Response: Don’t give in to the attempts to control. These people are not trainable, it is what it is, and if it happens to you find people who treat you as the precious human you are.

4. Problem: Grandparents undermine young parents with the grandchildren.

Healthy reality. Young families are the rulers of their own domain, and the beliefs and values they follow are the law in their family unit, so young families get to choose how they raise their children. Grandparents in functional families respect these values and have conversations with their children about what boundaries they should follow regarding visits, roles, indulgences, and what they share.

Response: If you haven’t set clear understandings and boundaries with your parents about what you need regarding their relationship with your children, don’t delay in doing it. Each spouse should be the one who does this with their own parents. Breaches of these values or rules moving forward should be pointed out, and requests to respect them reiterated. If Grandparents don’t respect the young family’s wishes, it should not be ignored. Instead, a harsh reprimand and warning of losing access to the grandchildren should be put on the table. If they continue to do as they choose, minimize access or cut them off. Note: It is perfectly healthy and normal to allow some Grandparent indulgence and rule-breaking, that is part of the fun of Grandparents, but you get a say in what that is. For example: No TV at your house, but the kids can watch a couple of shows when with your parents.

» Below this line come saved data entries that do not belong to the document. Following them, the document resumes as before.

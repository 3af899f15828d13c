//! All-day and validity classification.

use chrono::Duration;
use chrono_tz::Tz;

use crate::event::{CalendarEvent, ClassifiedEvent};

/// Minimum span for a timed event to count as all-day: 24h minus one
/// second, absorbing producers that write `23:59:59` end times.
pub const ALL_DAY_THRESHOLD_SECS: i64 = 24 * 60 * 60 - 1;

/// Derive validity and all-day flags for one event.
///
/// Never fails. A malformed instant degrades to invalid, and an invalid
/// instant can never make an event all-day.
pub fn classify(event: &CalendarEvent, tz: Tz) -> ClassifiedEvent {
    let start = event.start.as_ref().and_then(|t| t.resolve(tz));
    let end = event.end.as_ref().and_then(|t| t.resolve(tz));

    let spans_a_day = match (start, end) {
        (Some(start), Some(end)) => end - start >= Duration::seconds(ALL_DAY_THRESHOLD_SECS),
        _ => false,
    };

    ClassifiedEvent {
        event: event.clone(),
        start,
        end,
        is_all_day: event.is_date_only || spans_a_day,
    }
}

One thing that is vitally important is to understand how important it is to speak out when someone crosses the line, whether family, friend, or co-worker. So many people feel the emotional pain of being breached, the raising of the heart rate and rising steam, but end up absorbing the negative energy and saying nothing. This is extremely damaging. Our souls need us to say something, to have a voice. This will allow us to discharge the negative energy of the moment instead of absorbing and storing it. This does not mean being unkind, disrespectful, or going on the attack, it means a calm response, like, “Wow, I’m sorry you feel that way,” or “That really hurts when you say or do things like that,” or “I wish you would respect my wishes.” If you find it difficult to do it in the moment, your soul will be OK with a response later, but make sure you do it. This is excellent self-care.